Task: Working line by line, output the entries below exactly as they appear.

Records for this exercise:
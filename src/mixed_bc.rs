// fans-core - distributed FFT-accelerated voxel FEM solver kernel
// Copyright (C) 2026 the fans-core contributors

// This program is free software: you can redistribute it and/or modify
// it under the terms of the GNU Affero General Public License as
// published by the Free Software Foundation, either version 3 of the
// License, or (at your option) any later version.

// This program is distributed in the hope that it will be useful,
// but WITHOUT ANY WARRANTY; without even the implied warranty of
// MERCHANTABILITY or FITNESS FOR A PARTICULAR PURPOSE.  See the
// GNU Affero General Public License for more details.

// You should have received a copy of the GNU Affero General Public License
// along with this program.  If not, see <https://www.gnu.org/licenses/>.

//! Mixed boundary-condition hook.
//!
//! A mixed-BC controller mutates the macroscopic gradient between solves
//! (e.g. enforcing a prescribed stress component instead of a prescribed
//! strain). Its internals are out of scope here; the core only needs a
//! narrow capability to read/write the gradient it drives, which is what
//! [`GradientSink`] provides instead of the controller owning the solver
//! outright.

/// The macroscopic-loading surface a [`MixedBcController`] is allowed to
/// touch, without owning the solver it's attached to.
pub trait GradientSink {
    fn n_str(&self) -> usize;
    fn gradient(&self) -> &[f64];
    fn set_gradient(&mut self, g0: &[f64]);
}

/// An external collaborator that adjusts the macroscopic gradient step by
/// step to satisfy a mixed boundary condition (e.g. a target average
/// stress). Not implemented in this crate; callers provide their own.
pub trait MixedBcController {
    /// Called once to begin enforcing the condition, `step` identifying the
    /// load step the caller is on.
    fn enable(&mut self, sink: &mut dyn GradientSink, step: usize);
    /// Stop enforcing the condition; the gradient is left as-is.
    fn disable(&mut self);
    /// Called after each converged (or perturbation) solve to adjust the
    /// gradient toward the target.
    fn update(&mut self, sink: &mut dyn GradientSink);
    fn is_active(&self) -> bool;
}

#[cfg(test)]
mod tests {
    use super::*;

    struct FixedGradient {
        g: Vec<f64>,
    }

    impl GradientSink for FixedGradient {
        fn n_str(&self) -> usize {
            self.g.len()
        }
        fn gradient(&self) -> &[f64] {
            &self.g
        }
        fn set_gradient(&mut self, g0: &[f64]) {
            self.g.copy_from_slice(g0);
        }
    }

    struct DoubleEveryUpdate {
        active: bool,
    }

    impl MixedBcController for DoubleEveryUpdate {
        fn enable(&mut self, _sink: &mut dyn GradientSink, _step: usize) {
            self.active = true;
        }
        fn disable(&mut self) {
            self.active = false;
        }
        fn update(&mut self, sink: &mut dyn GradientSink) {
            let doubled: Vec<f64> = sink.gradient().iter().map(|v| v * 2.0).collect();
            sink.set_gradient(&doubled);
        }
        fn is_active(&self) -> bool {
            self.active
        }
    }

    #[test]
    fn controller_mutates_gradient_through_sink_without_owning_it() {
        let mut sink = FixedGradient { g: vec![1.0, 2.0] };
        let mut controller = DoubleEveryUpdate { active: false };
        controller.enable(&mut sink, 0);
        controller.update(&mut sink);
        assert_eq!(sink.gradient(), &[2.0, 4.0]);
        assert!(controller.is_active());
        controller.disable();
        assert!(!controller.is_active());
    }
}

Response area:
filename src/mixed_bc.rs
// fans-core - distributed FFT-accelerated voxel FEM solver kernel
// Copyright (C) 2026 the fans-core contributors

// This program is free software: you can redistribute it and/or modify
// it under the terms of the GNU Affero General Public License as
// published by the Free Software Foundation, either version 3 of the
// License, or (at your option) any later version.

// This program is distributed in the hope that it will be useful,
// but WITHOUT ANY WARRANTY; without even the implied warranty of
// MERCHANTABILITY or FITNESS FOR A PARTICULAR PURPOSE.  See the
// GNU Affero General Public License for more details.

// You should have received a copy of the GNU Affero General Public License
// along with this program.  If not, see <https://www.gnu.org/licenses/>.

//! Mixed boundary-condition hook.
//!
//! A mixed-BC controller mutates the macroscopic gradient between solves
//! (e.g. enforcing a prescribed stress component instead of a prescribed
//! strain). Its internals are out of scope here; the core only needs a
//! narrow capability to read/write the gradient it drives, which is what
//! [`GradientSink`] provides instead of the controller owning the solver
//! outright.

/// The macroscopic-loading surface a [`MixedBcController`] is allowed to
/// touch, without owning the solver it's attached to.
pub trait GradientSink {
    fn n_str(&self) -> usize;
    fn gradient(&self) -> &[f64];
    fn set_gradient(&mut self, g0: &[f64]);
}

/// An external collaborator that adjusts the macroscopic gradient step by
/// step to satisfy a mixed boundary condition (e.g. a target average
/// stress). Not implemented in this crate; callers provide their own.
pub trait MixedBcController {
    /// Called once to begin enforcing the condition, `step` identifying the
    /// load step the caller is on.
    fn enable(&mut self, sink: &mut dyn GradientSink, step: usize);
    /// Stop enforcing the condition; the gradient is left as-is.
    fn disable(&mut self);
    /// Called after each converged (or perturbation) solve to adjust the
    /// gradient toward the target.
    fn update(&mut self, sink: &mut dyn GradientSink);
    fn is_active(&self) -> bool;
}

#[cfg(test)]
mod tests {
    use super::*;

    struct FixedGradient {
        g: Vec<f64>,
    }

    impl GradientSink for FixedGradient {
        fn n_str(&self) -> usize {
            self.g.len()
        }
        fn gradient(&self) -> &[f64] {
            &self.g
        }
        fn set_gradient(&mut self, g0: &[f64]) {
            self.g.copy_from_slice(g0);
        }
    }

    struct DoubleEveryUpdate {
        active: bool,
    }

    impl MixedBcController for DoubleEveryUpdate {
        fn enable(&mut self, _sink: &mut dyn GradientSink, _step: usize) {
            self.active = true;
        }
        fn disable(&mut self) {
            self.active = false;
        }
        fn update(&mut self, sink: &mut dyn GradientSink) {
            let doubled: Vec<f64> = sink.gradient().iter().map(|v| v * 2.0).collect();
            sink.set_gradient(&doubled);
        }
        fn is_active(&self) -> bool {
            self.active
        }
    }

    #[test]
    fn controller_mutates_gradient_through_sink_without_owning_it() {
        let mut sink = FixedGradient { g: vec![1.0, 2.0] };
        let mut controller = DoubleEveryUpdate { active: false };
        controller.enable(&mut sink, 0);
        controller.update(&mut sink);
        assert_eq!(sink.gradient(), &[2.0, 4.0]);
        assert!(controller.is_active());
        controller.disable();
        assert!(!controller.is_active());
    }
}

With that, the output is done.